3. Accommodation was of poor value in El Nido
Because we arrived in El Nido directly from typhoon-damaged Coron, we hadn’t been able to research hotel rooms online. But because of El Nido’s popularity with backpackers I wasn’t concerned about finding a cheap place to stay.
The majority of budget-friendly hotels are clustered near the pier but there was so much construction going on in this area we decided to keep looking. We walked further up the main road, which runs along the beach, and found that rates were really high. A few places even exceeded $100 USD a night – the sort of price tag I didn’t expect to encounter in this isolated little village. It appeared that anything on the beach was going to be out of our price range so we kept walking. We finally came across Silverise Pension. The cost was 1400 pesos (about $32) per night for a double room with AC. It was more than I wanted to pay but we were exhausted so we decided to go for it.
Hotel prices were much higher than I thought they would be and a lot higher than my guidebook suggested. And the value was really poor. A lot of this has to do with how popular El Nido has become, even in the last few years. Prices are increasing, fast. But there’s always a way to do things on a budget. Had I done more research (and as I now know) it would have been better to stay in the areas surrounding El Nido. Even a five-minute stroll down the beach will reveal tons of budget-friendly bungalows that are a way better value. (These bloggers were able to find a great bungalow for only 600 pesos!)

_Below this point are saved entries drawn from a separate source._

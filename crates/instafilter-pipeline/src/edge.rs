//! Edge detection.
//!
//! Runs [`imageproc::gradients::sobel_gradients`] on each colour channel,
//! normalizes the magnitude back into the 0-255 range, and scales it by
//! `intensity * 10`, so faint edges brighten as the slider moves up.
//! Alpha is preserved.

use image::GrayImage;

use crate::types::RgbaImage;

/// Multiplier turning the intensity into the edge gain.
///
/// At intensity `1.0` an edge with a normalized gradient of 25.5 already
/// saturates to white.
pub const EDGE_GAIN: f32 = 10.0;

/// Sum of absolute Sobel kernel weights; normalizes the raw magnitude
/// back into the input's 0-255 range.
const SOBEL_NORM: f32 = 8.0;

/// Highlight edges in each colour channel.
///
/// Non-positive intensity produces an image whose colour channels are all
/// zero.
#[must_use = "returns the edge image"]
pub fn edges(image: &RgbaImage, intensity: f32) -> RgbaImage {
    let (width, height) = image.dimensions();
    let gain = (intensity * EDGE_GAIN).max(0.0);

    let [red, green, blue, _] = crate::blur::split_channels(image);
    let magnitudes = [red, green, blue].map(|chan| scaled_magnitude(&chan, gain));

    RgbaImage::from_fn(width, height, |x, y| {
        image::Rgba([
            magnitudes[0].get_pixel(x, y).0[0],
            magnitudes[1].get_pixel(x, y).0[0],
            magnitudes[2].get_pixel(x, y).0[0],
            image.get_pixel(x, y).0[3],
        ])
    })
}

#[allow(clippy::cast_possible_truncation, clippy::cast_sign_loss)]
fn scaled_magnitude(channel: &GrayImage, gain: f32) -> GrayImage {
    let gradients = imageproc::gradients::sobel_gradients(channel);
    GrayImage::from_fn(channel.width(), channel.height(), |x, y| {
        let magnitude = f32::from(gradients.get_pixel(x, y).0[0]) / SOBEL_NORM;
        image::Luma([(magnitude * gain).round().clamp(0.0, 255.0) as u8])
    })
}
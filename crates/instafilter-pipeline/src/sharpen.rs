//! Sharpening: unsharp mask and 3x3 Laplacian sharpen.

use crate::types::RgbaImage;

/// Unsharp mask: `src + intensity * (src - blur(src, radius))`.
///
/// Alpha is preserved. A zero radius or zero intensity returns the image
/// unchanged.
#[must_use = "returns the sharpened image"]
pub fn unsharp_mask(image: &RgbaImage, radius: f32, intensity: f32) -> RgbaImage {
    let blurred = crate::blur::gaussian_blur_radius(image, radius);
    let amount = finite_or_zero(intensity);

    let mut out = image.clone();
    for (pixel, soft) in out.pixels_mut().zip(blurred.pixels()) {
        for c in 0..3 {
            let src = f32::from(pixel.0[c]);
            let detail = src - f32::from(soft.0[c]);
            pixel.0[c] = to_channel(amount.mul_add(detail, src));
        }
    }
    out
}

/// Sharpen with the 4-neighbour Laplacian kernel, blended by `intensity`.
///
/// Edge pixels sample their clamped neighbours. Alpha is preserved.
#[must_use = "returns the sharpened image"]
pub fn sharpen(image: &RgbaImage, intensity: f32) -> RgbaImage {
    let (w, h) = image.dimensions();
    let amount = finite_or_zero(intensity);

    let sample = |x: i64, y: i64, c: usize| -> f32 {
        let cx = clamp_coord(x, w);
        let cy = clamp_coord(y, h);
        f32::from(image.get_pixel(cx, cy).0[c])
    };

    RgbaImage::from_fn(w, h, |x, y| {
        let (xi, yi) = (i64::from(x), i64::from(y));
        let src = image.get_pixel(x, y);
        let mut rgba = src.0;
        for (c, channel) in rgba.iter_mut().take(3).enumerate() {
            let center = f32::from(src.0[c]);
            let neighbours = sample(xi - 1, yi, c)
                + sample(xi + 1, yi, c)
                + sample(xi, yi - 1, c)
                + sample(xi, yi + 1, c);
            let laplacian = 4.0f32.mul_add(center, -neighbours);
            *channel = to_channel(amount.mul_add(laplacian, center));
        }
        image::Rgba(rgba)
    })
}

#[allow(clippy::cast_possible_truncation)]
fn clamp_coord(v: i64, len: u32) -> u32 {
    v.clamp(0, i64::from(len) - 1) as u32
}

const fn finite_or_zero(v: f32) -> f32 {
    if v.is_finite() { v } else { 0.0 }
}

#[allow(clippy::cast_possible_truncation, clippy::cast_sign_loss)]
fn to_channel(v: f32) -> u8 {
    v.round().clamp(0.0, 255.0) as u8
}
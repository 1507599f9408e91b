//! instafilter-io: picking, saving, and the session controller.
//!
//! The pipeline itself is pure; this crate supplies the asynchronous
//! collaborators around it (an [`ImagePicker`] that yields decoded images
//! and an [`ImageSaver`] that writes finished ones to an album) and the
//! [`Session`] that wires user intents to both.

pub mod picker;
pub mod saver;
pub mod session;

pub use picker::{FilePicker, ImagePicker};
pub use saver::{AlbumSaver, ImageSaver, SaveError, SavedImage};
pub use session::{Notification, Session};
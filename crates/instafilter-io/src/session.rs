//! The controller a presentation layer drives.
//!
//! A [`Session`] owns the [`Pipeline`] and turns user intents into
//! pipeline operations and collaborator calls. Saving is asynchronous;
//! only one save may be in flight at a time.

use std::fmt;
use std::sync::atomic::{AtomicBool, Ordering};

use instafilter_pipeline::{
    FilterKind, Pipeline, PipelineConfig, PipelineError, Recompute, RgbaImage,
};

use crate::picker::ImagePicker;
use crate::saver::{ImageSaver, SaveError, SavedImage};

/// A user-visible outcome of a save.
#[derive(Debug, Clone, PartialEq, Eq)]
pub enum Notification {
    /// The image was written.
    Saved(SavedImage),
    /// The saver reported an error; carries a human-readable reason.
    SaveFailed(String),
}

impl fmt::Display for Notification {
    fn fmt(&self, f: &mut fmt::Formatter<'_>) -> fmt::Result {
        match self {
            Self::Saved(saved) => write!(f, "Saved to {}", saved.path.display()),
            Self::SaveFailed(reason) => write!(f, "Save failed: {reason}"),
        }
    }
}

/// Owns the pipeline and mediates between it and the collaborators.
#[derive(Debug)]
pub struct Session {
    pipeline: Pipeline,
    saving: AtomicBool,
}

impl Session {
    /// A session with no image, starting from `config`.
    ///
    /// # Errors
    ///
    /// Returns [`PipelineError::InvalidConfig`] if the configured intensity
    /// is out of range.
    pub fn new(config: &PipelineConfig) -> Result<Self, PipelineError> {
        Ok(Self {
            pipeline: Pipeline::with_config(config)?,
            saving: AtomicBool::new(false),
        })
    }

    /// Run the picker and feed its result to the pipeline.
    ///
    /// A dismissed or failed pick leaves the session unchanged.
    pub async fn pick_image<P: ImagePicker + Sync>(&mut self, picker: &P) -> Recompute {
        let picked = picker.pick().await;
        let outcome = self.pipeline.set_source_image(picked);
        log::info!("pick: {outcome:?}");
        outcome
    }

    /// Select a different filter.
    pub fn choose_filter(&mut self, filter: FilterKind) -> Recompute {
        let outcome = self.pipeline.set_filter(filter);
        log::info!("filter {filter}: {outcome:?}");
        outcome
    }

    /// Move the intensity slider.
    pub fn set_intensity(&mut self, value: f32) -> Recompute {
        self.pipeline.set_intensity(value)
    }

    /// The image the presentation layer should display.
    #[must_use]
    pub const fn preview(&self) -> Option<&RgbaImage> {
        self.pipeline.current_output()
    }

    /// Read access to the underlying pipeline.
    #[must_use]
    pub const fn pipeline(&self) -> &Pipeline {
        &self.pipeline
    }

    /// Hand the current output to `saver`.
    ///
    /// A saver failure is not an error of this call: it comes back as
    /// [`Notification::SaveFailed`] so it can be shown to the user.
    ///
    /// # Errors
    ///
    /// Returns [`SaveError::NoSourceImage`] if there is nothing to save
    /// and [`SaveError::InFlight`] if another save has not finished.
    pub async fn save<S: ImageSaver + Sync>(
        &self,
        saver: &S,
    ) -> Result<Notification, SaveError> {
        let Some(output) = self.pipeline.current_output() else {
            log::debug!("save requested with no output; ignoring");
            return Err(SaveError::NoSourceImage);
        };

        if self
            .saving
            .compare_exchange(false, true, Ordering::AcqRel, Ordering::Acquire)
            .is_err()
        {
            log::warn!("save requested while another save is in flight");
            return Err(SaveError::InFlight);
        }
        let _guard = InFlight(&self.saving);

        match saver.save(output).await {
            Ok(saved) => {
                log::info!("saved {} ({} bytes)", saved.path.display(), saved.bytes);
                Ok(Notification::Saved(saved))
            }
            Err(e) => {
                log::warn!("save failed: {e}");
                Ok(Notification::SaveFailed(e.to_string()))
            }
        }
    }

    /// Whether a save is currently running.
    #[must_use]
    pub fn is_saving(&self) -> bool {
        self.saving.load(Ordering::Acquire)
    }
}

/// Clears the in-flight flag when the save completes or is cancelled.
struct InFlight<'a>(&'a AtomicBool);

impl Drop for InFlight<'_> {
    fn drop(&mut self) {
        self.0.store(false, Ordering::Release);
    }
}
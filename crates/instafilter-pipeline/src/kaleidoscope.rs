//! Kaleidoscope: mirror one wedge of the image around the centre.
//!
//! The plane around the image centre is divided into `2 * count` wedges.
//! Every output pixel is folded into the first wedge (reflecting
//! alternate wedges) and sampled from the source there, producing
//! `count`-fold mirror symmetry. The intensity slider has no parameter to
//! drive here, so the filter always runs with its defaults.

use std::f32::consts::TAU;

use crate::types::RgbaImage;

/// Number of mirrored segments.
pub const DEFAULT_COUNT: u32 = 6;

/// Rotation of the sampled wedge, in radians.
pub const DEFAULT_ANGLE: f32 = 0.0;

/// Apply `count`-fold mirror symmetry around the image centre.
///
/// `count` values below one are treated as one (a single mirror about the
/// `angle` axis). Samples that fall outside the source are clamped to the
/// nearest edge pixel.
#[must_use = "returns the mirrored image"]
#[allow(
    clippy::cast_possible_truncation,
    clippy::cast_sign_loss,
    clippy::cast_precision_loss
)]
pub fn kaleidoscope(image: &RgbaImage, count: u32, angle: f32) -> RgbaImage {
    let (w, h) = image.dimensions();
    let cx = (w as f32 - 1.0) / 2.0;
    let cy = (h as f32 - 1.0) / 2.0;
    let segment = TAU / count.max(1) as f32;
    let half = segment / 2.0;
    let max_x = w.saturating_sub(1) as f32;
    let max_y = h.saturating_sub(1) as f32;

    RgbaImage::from_fn(w, h, |x, y| {
        let dx = x as f32 - cx;
        let dy = y as f32 - cy;
        let r = dx.hypot(dy);

        let mut theta = dy.atan2(dx).rem_euclid(segment);
        if theta > half {
            theta = segment - theta;
        }
        let theta = theta + angle;

        let sx = r.mul_add(theta.cos(), cx).round().clamp(0.0, max_x);
        let sy = r.mul_add(theta.sin(), cy).round().clamp(0.0, max_y);
        *image.get_pixel(sx as u32, sy as u32)
    })
}
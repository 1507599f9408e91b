//! Shared types for the instafilter pipeline.

use serde::{Deserialize, Serialize};

use crate::filter::FilterKind;

/// Re-export `RgbaImage` so downstream crates can hold source and output
/// images without depending on `image` directly.
pub use image::RgbaImage;

/// Image dimensions in pixels.
#[derive(Debug, Clone, Copy, PartialEq, Eq, Serialize, Deserialize)]
pub struct Dimensions {
    /// Width in pixels.
    pub width: u32,
    /// Height in pixels.
    pub height: u32,
}

impl Dimensions {
    /// Dimensions of the given image.
    #[must_use]
    pub fn of(image: &RgbaImage) -> Self {
        Self {
            width: image.width(),
            height: image.height(),
        }
    }

    /// Returns `true` if either axis is zero.
    #[must_use]
    pub const fn is_empty(self) -> bool {
        self.width == 0 || self.height == 0
    }
}

/// Initial settings for a [`Pipeline`](crate::Pipeline).
///
/// The presentation layer builds one of these from its own defaults (CLI
/// flags, a JSON blob) and hands it to
/// [`Pipeline::with_config`](crate::Pipeline::with_config).
#[derive(Debug, Clone, PartialEq, Serialize, Deserialize)]
#[serde(default)]
pub struct PipelineConfig {
    /// Filter selected before the user opens the filter menu.
    pub filter: FilterKind,

    /// Normalized strength in `[0, 1]` driving every mapped parameter.
    pub intensity: f32,
}

impl PipelineConfig {
    /// Default filter: sepia tone.
    pub const DEFAULT_FILTER: FilterKind = FilterKind::SepiaTone;

    /// Default slider position.
    pub const DEFAULT_INTENSITY: f32 = 0.5;

    /// Check that the configuration describes a usable pipeline.
    ///
    /// # Errors
    ///
    /// Returns [`PipelineError::InvalidConfig`] if `intensity` is not a
    /// finite value in `[0, 1]`.
    pub fn validate(&self) -> Result<(), PipelineError> {
        if !self.intensity.is_finite() || !(0.0..=1.0).contains(&self.intensity) {
            return Err(PipelineError::InvalidConfig(format!(
                "intensity must be within [0, 1], got {}",
                self.intensity
            )));
        }
        Ok(())
    }
}

impl Default for PipelineConfig {
    fn default() -> Self {
        Self {
            filter: Self::DEFAULT_FILTER,
            intensity: Self::DEFAULT_INTENSITY,
        }
    }
}

/// Errors that can occur while decoding, filtering, or encoding images.
#[derive(Debug, thiserror::Error)]
pub enum PipelineError {
    /// Failed to decode the input image.
    #[error("failed to decode image: {0}")]
    ImageDecode(#[from] image::ImageError),

    /// The input image bytes were empty.
    #[error("input image data is empty")]
    EmptyInput,

    /// Failed to encode the output image.
    #[error("failed to encode image: {0}")]
    Encode(String),

    /// The filter transform yielded no image.
    #[error("filter {0} produced no output")]
    FilterProducedNoOutput(FilterKind),

    /// Pipeline configuration is invalid.
    #[error("invalid pipeline configuration: {0}")]
    InvalidConfig(String),

    /// A filter name did not match any built-in filter.
    #[error("unknown filter: {0}")]
    UnknownFilter(String),
}
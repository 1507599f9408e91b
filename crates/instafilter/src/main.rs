//! instafilter: apply a photo filter from the command line.
//!
//! Picks an image file, applies one filter at the given intensity, and
//! saves the result into an album directory under a unique name.
//!
//! # Usage
//!
//! ```text
//! instafilter [OPTIONS] <INPUT>
//! instafilter --list-filters
//! ```
//!
//! Set `RUST_LOG=debug` to trace pipeline state changes.

#![allow(clippy::print_stdout, clippy::print_stderr)]

use std::path::PathBuf;
use std::process::ExitCode;

use clap::Parser;
use instafilter_io::{AlbumSaver, FilePicker, Notification, SaveError, Session};
use instafilter_pipeline::{Filter, FilterKind, PipelineConfig, PipelineState};

/// Apply a photo filter with an adjustable intensity.
///
/// The intensity slider drives every parameter the chosen filter
/// understands, so one number is enough to tune any filter.
#[derive(Parser)]
#[command(name = "instafilter", version)]
struct Cli {
    /// Path to the input image (PNG, JPEG, BMP, WebP).
    #[arg(required_unless_present = "list_filters")]
    input: Option<PathBuf>,

    /// Filter to apply (see --list-filters).
    #[arg(long, default_value_t = PipelineConfig::DEFAULT_FILTER)]
    filter: FilterKind,

    /// Intensity in [0, 1].
    #[arg(long, default_value_t = PipelineConfig::DEFAULT_INTENSITY)]
    intensity: f32,

    /// Album directory the filtered image is saved into.
    #[arg(long, default_value = "album")]
    album: PathBuf,

    /// Also write the filtered image to this path as PNG.
    #[arg(long)]
    preview: Option<PathBuf>,

    /// Full pipeline config as a JSON string.
    ///
    /// When provided, --filter and --intensity are ignored. The JSON must
    /// be a valid `PipelineConfig` serialization.
    #[arg(long)]
    config_json: Option<String>,

    /// Print the available filters and exit.
    #[arg(long)]
    list_filters: bool,
}

fn config_from_cli(cli: &Cli) -> Result<PipelineConfig, String> {
    let config = if let Some(ref json) = cli.config_json {
        serde_json::from_str(json).map_err(|e| format!("Error parsing --config-json: {e}"))?
    } else {
        PipelineConfig {
            filter: cli.filter,
            intensity: cli.intensity,
        }
    };
    config.validate().map_err(|e| e.to_string())?;
    Ok(config)
}

fn print_filters() {
    for kind in FilterKind::ALL {
        let keys: Vec<String> = kind
            .recognized_keys()
            .iter()
            .map(ToString::to_string)
            .collect();
        let keys = if keys.is_empty() {
            "-".to_string()
        } else {
            keys.join(", ")
        };
        println!("{:<14} {:<16} {keys}", kind.id(), kind.label());
    }
}

fn write_preview(session: &Session, path: &std::path::Path) -> Result<(), String> {
    let Some(output) = session.preview() else {
        return Err("no preview to write".to_string());
    };
    let png = instafilter_pipeline::encode_png(output).map_err(|e| e.to_string())?;
    std::fs::write(path, png).map_err(|e| format!("Error writing {}: {e}", path.display()))
}

#[tokio::main]
async fn main() -> ExitCode {
    env_logger::init();
    let cli = Cli::parse();

    if cli.list_filters {
        print_filters();
        return ExitCode::SUCCESS;
    }
    let Some(input) = cli.input.as_deref() else {
        eprintln!("No input image given");
        return ExitCode::FAILURE;
    };

    let config = match config_from_cli(&cli) {
        Ok(c) => c,
        Err(msg) => {
            eprintln!("{msg}");
            return ExitCode::FAILURE;
        }
    };
    log::debug!("config: {config:?}");

    let mut session = match Session::new(&config) {
        Ok(s) => s,
        Err(e) => {
            eprintln!("{e}");
            return ExitCode::FAILURE;
        }
    };

    let _ = session.pick_image(&FilePicker::new(input)).await;
    if session.pipeline().state() == PipelineState::Empty {
        eprintln!("Could not load {} as an image", input.display());
        return ExitCode::FAILURE;
    }
    if session.preview().is_none() {
        eprintln!("Filter {} produced no output", config.filter);
        return ExitCode::FAILURE;
    }

    let params: Vec<String> = session
        .pipeline()
        .parameters()
        .iter()
        .map(|(key, value)| format!("{key}={value}"))
        .collect();
    eprintln!(
        "Applied {} at intensity {:.2} ({})",
        config.filter.label(),
        config.intensity,
        params.join(", "),
    );

    if let Some(ref path) = cli.preview {
        if let Err(msg) = write_preview(&session, path) {
            eprintln!("{msg}");
            return ExitCode::FAILURE;
        }
        eprintln!("Preview written to {}", path.display());
    }

    match session.save(&AlbumSaver::new(&cli.album)).await {
        Ok(notification @ Notification::Saved(_)) => {
            println!("{notification}");
            ExitCode::SUCCESS
        }
        Ok(notification @ Notification::SaveFailed(_)) => {
            eprintln!("{notification}");
            ExitCode::FAILURE
        }
        Err(SaveError::NoSourceImage) => ExitCode::SUCCESS,
        Err(e) => {
            log::error!("{e}");
            eprintln!("{e}");
            ExitCode::FAILURE
        }
    }
}

#[cfg(test)]
#[allow(clippy::unwrap_used)]
mod tests {
    use super::*;

    #[test]
    fn flags_build_config() {
        let cli = Cli::parse_from([
            "instafilter",
            "in.png",
            "--filter",
            "gaussian_blur",
            "--intensity",
            "0.25",
        ]);
        let config = config_from_cli(&cli).unwrap();
        assert_eq!(config.filter, FilterKind::GaussianBlur);
        assert!((config.intensity - 0.25).abs() < f32::EPSILON);
    }

    #[test]
    fn defaults_match_pipeline_config() {
        let cli = Cli::parse_from(["instafilter", "in.png"]);
        assert_eq!(config_from_cli(&cli).unwrap(), PipelineConfig::default());
        assert_eq!(cli.album, PathBuf::from("album"));
    }

    #[test]
    fn config_json_overrides_flags() {
        let cli = Cli::parse_from([
            "instafilter",
            "in.png",
            "--filter",
            "edges",
            "--config-json",
            r#"{"filter":"vignette","intensity":0.9}"#,
        ]);
        let config = config_from_cli(&cli).unwrap();
        assert_eq!(config.filter, FilterKind::Vignette);
    }

    #[test]
    fn out_of_range_intensity_rejected() {
        let cli = Cli::parse_from(["instafilter", "in.png", "--intensity", "1.5"]);
        assert!(config_from_cli(&cli).is_err());
    }

    #[test]
    fn bad_json_rejected() {
        let cli = Cli::parse_from(["instafilter", "in.png", "--config-json", "{"]);
        let err = config_from_cli(&cli).unwrap_err();
        assert!(err.starts_with("Error parsing --config-json"));
    }

    #[test]
    fn unknown_filter_is_a_parse_error() {
        let parsed = Cli::try_parse_from(["instafilter", "in.png", "--filter", "posterize"]);
        assert!(parsed.is_err());
    }

    #[test]
    fn list_filters_needs_no_input() {
        let cli = Cli::try_parse_from(["instafilter", "--list-filters"]).unwrap();
        assert!(cli.list_filters);
        assert!(Cli::try_parse_from(["instafilter"]).is_err());
    }
}
//! Crystallize: Voronoi cells filled with the colour under their seed.
//!
//! Seeds sit on a grid with spacing equal to the radius, each jittered
//! inside its grid cell by a fixed hash of the cell coordinates, so the
//! same image and radius always crystallize identically.

use crate::types::RgbaImage;

/// Grid cells searched on each side of a pixel's own cell.
///
/// The pixel's own seed is at most `spacing * sqrt(2)` away, and any seed
/// three or more cells away is at least `2 * spacing` away, so two cells
/// suffice for an exact nearest-seed search.
const SEARCH_CELLS: i64 = 2;

/// Seed spacing for a given radius: rounded, at least one pixel.
#[must_use]
#[allow(clippy::cast_possible_truncation, clippy::cast_sign_loss)]
pub fn cell_spacing(radius: f32) -> u32 {
    if radius.is_finite() && radius >= 1.0 {
        radius.round() as u32
    } else {
        1
    }
}

/// Crystallize `image` with cells of roughly `radius` pixels.
///
/// A spacing of one pixel returns the image unchanged.
#[must_use = "returns the crystallized image"]
pub fn crystallize(image: &RgbaImage, radius: f32) -> RgbaImage {
    let spacing = cell_spacing(radius);
    if spacing <= 1 {
        return image.clone();
    }

    let (w, h) = image.dimensions();
    let s = i64::from(spacing);

    RgbaImage::from_fn(w, h, |x, y| {
        let (px, py) = (i64::from(x), i64::from(y));
        let (cell_x, cell_y) = (px / s, py / s);

        let mut best = (i64::MAX, (x, y));
        for j in (cell_y - SEARCH_CELLS)..=(cell_y + SEARCH_CELLS) {
            for i in (cell_x - SEARCH_CELLS)..=(cell_x + SEARCH_CELLS) {
                let Some(seed) = seed_for_cell(i, j, s, w, h) else {
                    continue;
                };
                let dx = i64::from(seed.0) - px;
                let dy = i64::from(seed.1) - py;
                let dist = dx * dx + dy * dy;
                if dist < best.0 {
                    best = (dist, seed);
                }
            }
        }
        *image.get_pixel(best.1.0, best.1.1)
    })
}

/// Jittered seed of grid cell `(i, j)`, clamped into the image.
///
/// Returns `None` for cells entirely outside the image.
#[allow(
    clippy::cast_possible_truncation,
    clippy::cast_possible_wrap,
    clippy::cast_sign_loss
)]
fn seed_for_cell(i: i64, j: i64, spacing: i64, width: u32, height: u32) -> Option<(u32, u32)> {
    let (origin_x, origin_y) = (i * spacing, j * spacing);
    if i < 0 || j < 0 || origin_x >= i64::from(width) || origin_y >= i64::from(height) {
        return None;
    }

    let hash = mix(((i as u64) << 32) ^ (j as u64));
    let jitter_x = (hash % spacing as u64) as i64;
    let jitter_y = ((hash >> 32) % spacing as u64) as i64;

    let sx = (origin_x + jitter_x).min(i64::from(width) - 1);
    let sy = (origin_y + jitter_y).min(i64::from(height) - 1);
    Some((sx as u32, sy as u32))
}

/// `SplitMix64` finalizer.
const fn mix(mut z: u64) -> u64 {
    z = z.wrapping_add(0x9E37_79B9_7F4A_7C15);
    z = (z ^ (z >> 30)).wrapping_mul(0xBF58_476D_1CE4_E5B9);
    z = (z ^ (z >> 27)).wrapping_mul(0x94D0_49BB_1331_11EB);
    z ^ (z >> 31)
}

4. Island hopping tours in El Nido were slightly pricey
When I was in El Nido, I was traveling on a fairly tight budget of $40 a day. My guidebook said that it should cost around 700-900 pesos ($15-20) for an island hopping tour. However, a few months before my trip there was an overall increase in the price and when I was there in November, 2013, the prices were 1200-1400 pesos (for tours A-C). There is also a 200 peso environmental fee that every tourist is required to pay.
Island hopping is the number one activity in El Nido and there was no way I was going to skip it. But I’d be lying if I didn’t admit that I was a little frustrated that this day trip ended up being twice as expensive as I’d anticipated. One day of island hopping cost nearly a full day’s budget.
Looking back it’s kind of silly that I got so frustrated about the $35 dollar price tag. The island hopping in El Nido is fantastic. As we floated from perfect beaches to hidden lagoons to rustic islands it was easy to see why the Bacuit Archipelago is rumored to be the location of the real beach that inspired Alex Garland’s famous novel. And I was lucky enough to see it for a mere $35 a day!
Overall, I absolutely loved El Nido. But sometimes travel can be challenging, especially when you’re working within a specific budget. Cost was a major source of frustration for me in El Nido. It would have been so much easier if I’d had unlimited funds and could stay in a hotel with a 24-hour-a-day generator or not stress about paying 300 pesos to go to the beach or be able to afford island hopping tours every day.
But, hey, that’s not the situation I was in. I relished my time in island-studded El Nido. And if there’s one thing I learned it’s that in the grand scheme of things this slice of paradise still comes pretty cheap.
Have you ever had a love-hate relationship with a destination everyone else raves about?